O cenário externo indicado por Carvalho dá a deixa sobre alguns dos elementos que devem alimentar a inflação nos últimos meses do ano. O câmbio é uma das preocupações citadas por Alef Dias, da hEDGEpoint. Segundo ele, "o real teve desde junho um processo de desvalorização por conta do cenário macroeconômico externo. Conforme tenhamos o repasse desse maior custo, principalmente nas nossas importações, a tendência é de que a inflação retome uma ascendente", avalia. O analista relaciona ainda a possibilidade de alta em decorrência de repasse cambial como resultado do período eleitoral e da redução do diferencial de juros do Brasil para outras economias, por exemplo.

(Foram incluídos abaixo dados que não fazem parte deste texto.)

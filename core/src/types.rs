//! Shared primitive types used across the entire core.

/// A resolution step. Tick 0 is the genesis snapshot.
pub type Tick = u64;

/// The canonical game identifier.
pub type GameId = String;

/// Seat number of a player inside one game.
pub type PlayerId = u32;

/// Stable identifier of a unit. Allocated from the world's counter,
/// never reused within a game.
pub type UnitId = u64;

/// Per-game monotonically increasing command identifier.
pub type CommandId = u64;

/// Identifier of an item instance lying on the map.
pub type ItemId = String;

/// Identifier of an interactable object on the map.
pub type InteractableId = String;

/// Resource name → amount. Ordered so hashing stays canonical.
pub type ResourceBag = std::collections::BTreeMap<String, i64>;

Ainda de olhos voltados para fora, a aproximação do inverno europeu carrega riscos de mais pressão sobre combustíveis, em especial o óleo diesel. Com a elevação da demanda na tentativa de substituir o gás russo e a falta de capacidade ociosa para um aumento de oferta, os preços internacionais devem voltar a puxar a inflação, especialmente a partir de dezembro.
De volta ao país, mais um ponto levado em conta na previsão para a continuidade inflacionária do semestre é o pagamento de benefícios temporários por parte do governo federal, encabeçado pelo incremento no Auxílio Brasil. "Setembro, outubro, novembro e dezembro é exatamente o período em que vai serão concedidos esses R$ 200 reais a mais e em conjunto com esse benefício social vem o auxílio-caminhoneiro, auxílio-taxista, tudo isso é recurso injetado na economia em termos de consumo", pondera o economista da XP, Marcelo Pedroso, ainda que o cenário atual seja de pouco aquecimento.
Já em 2023, o fim de medidas temporárias e que se encerram junto com a virada do ano são consideradas inflação certa. Aqui entra, por exemplo, o ICMS zero para combustíveis, que voltam à alíquota máxima de 17% a partir de janeiro.